Translational arrest due to cytoplasmic redox stress delays adaptation to growth on methanol and heterologous protein expression in a typical fed-batch culture of Pichia pastoris

Results: We have followed a typical fed-batch induction regime for heterologous protein production under the control of the AOX1 promoter using bothmicroarray and metabolomic analysis. The genetic constructs involved 1 and 3 copies of the TRY1 gene, encoding human trypsinogen. In small-scale laboratory cultures, expression of the 3 copy-number construct induced the unfolded protein response (UPR) sufficiently that titres of extracellular trypsinogen were lower in the 3-copy construct than with the 1-copy construct. In the fed-batch-culture, a similar pattern was observed, with higher expression from the 1-copy construct, but in this case there was no significant induction of UPR with the 3-copy strain.
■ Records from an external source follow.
//! Candidate pair generation.
//!
//! Maps the bucket map to the typed column pairs worth testing:
//!
//! | Kind        | Pairs                                   |
//! |-------------|-----------------------------------------|
//! | `bin X cat` | binary × categorical                    |
//! | `bin X bin` | 2-combinations of binary                |
//! | `bin X cont`| binary × continuous                     |
//! | `cat X cont`| categorical × continuous                |
//! | `cont X cont`| 2-combinations of continuous           |
//!
//! Mixed kinds are ordered (discriminator first). Combination kinds never
//! pair a column with itself and never emit both `(a, b)` and `(b, a)`.

use insight_model::{AnalysisKind, BucketMap, CandidateSet, PairCandidate, SemanticTag};

/// Builds every candidate pair from the bucket map.
///
/// Output order is deterministic: kinds follow [`AnalysisKind::ALL`] and pairs
/// follow bucket insertion order.
pub fn generate_candidates(buckets: &BucketMap) -> CandidateSet {
    let mut candidates = CandidateSet::new();
    for kind in AnalysisKind::ALL {
        match kind {
            AnalysisKind::BinCat => cross(
                &mut candidates,
                kind,
                buckets.get(SemanticTag::Binary),
                buckets.get(SemanticTag::Categorical),
            ),
            AnalysisKind::BinBin => combinations(&mut candidates, kind, buckets.get(SemanticTag::Binary)),
            AnalysisKind::BinCont => cross(
                &mut candidates,
                kind,
                buckets.get(SemanticTag::Binary),
                buckets.get(SemanticTag::Continuous),
            ),
            AnalysisKind::CatCont => cross(
                &mut candidates,
                kind,
                buckets.get(SemanticTag::Categorical),
                buckets.get(SemanticTag::Continuous),
            ),
            AnalysisKind::ContCont => {
                combinations(&mut candidates, kind, buckets.get(SemanticTag::Continuous))
            }
        }
    }
    candidates
}

fn cross(candidates: &mut CandidateSet, kind: AnalysisKind, left: &[String], right: &[String]) {
    for first in left {
        for second in right {
            candidates.push(PairCandidate::new(kind, first, second));
        }
    }
}

fn combinations(candidates: &mut CandidateSet, kind: AnalysisKind, columns: &[String]) {
    for (idx, first) in columns.iter().enumerate() {
        for second in &columns[idx + 1..] {
            candidates.push(PairCandidate::new(kind, first, second));
        }
    }
}

#[cfg(test)]
mod tests {
    use super::*;

    fn buckets() -> BucketMap {
        let mut buckets = BucketMap::new();
        buckets.insert(SemanticTag::Binary, "active");
        buckets.insert(SemanticTag::Binary, "nice_person");
        buckets.insert(SemanticTag::Categorical, "group");
        buckets.insert(SemanticTag::Continuous, "visits");
        buckets.insert(SemanticTag::Continuous, "spend");
        buckets.insert(SemanticTag::Continuous, "age");
        buckets
    }

    #[test]
    fn counts_per_kind() {
        let candidates = generate_candidates(&buckets());
        assert_eq!(candidates.get(AnalysisKind::BinCat).len(), 2);
        assert_eq!(candidates.get(AnalysisKind::BinBin).len(), 1);
        assert_eq!(candidates.get(AnalysisKind::BinCont).len(), 6);
        assert_eq!(candidates.get(AnalysisKind::CatCont).len(), 3);
        assert_eq!(candidates.get(AnalysisKind::ContCont).len(), 3);
        assert_eq!(candidates.len(), 15);
    }

    #[test]
    fn pairs_follow_bucket_order() {
        let candidates = generate_candidates(&buckets());
        let cont: Vec<(&str, &str)> = candidates
            .get(AnalysisKind::ContCont)
            .iter()
            .map(|p| (p.first.as_str(), p.second.as_str()))
            .collect();
        assert_eq!(cont, vec![("visits", "spend"), ("visits", "age"), ("spend", "age")]);

        let first = candidates.iter().next().unwrap();
        assert_eq!(first, &PairCandidate::new(AnalysisKind::BinCat, "active", "group"));
    }

    #[test]
    fn singleton_buckets_yield_no_combinations() {
        let mut buckets = BucketMap::new();
        buckets.insert(SemanticTag::Continuous, "visits");
        buckets.insert(SemanticTag::Binary, "active");
        let candidates = generate_candidates(&buckets);
        assert!(candidates.get(AnalysisKind::ContCont).is_empty());
        assert!(candidates.get(AnalysisKind::BinBin).is_empty());
        assert_eq!(candidates.len(), 1);
    }

    #[test]
    fn empty_buckets_yield_nothing() {
        assert!(generate_candidates(&BucketMap::new()).is_empty());
    }
}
Analysis of the microarray and metabolomic information indicates that the 3-copy strain was undergoing cytoplasmic redox stress at the point of induction withmethanol. In this Crabtree-negative yeast, this redox stress appeared to delay the adaptation to growth on methanol and supressed heterologous protein production, probably due to a block in translation. Conclusion: Although redox imbalance as a result of artificially imposed hypoxia has previously been described, this is the first time that it has been characterised as a result of a transient metabolic imbalance and shown to involve a stress response which can lead to translational arrest. Without detailed analysis of the underlying processes it could easily have been mis-interpreted as secretion stress, transmitted through the UPR.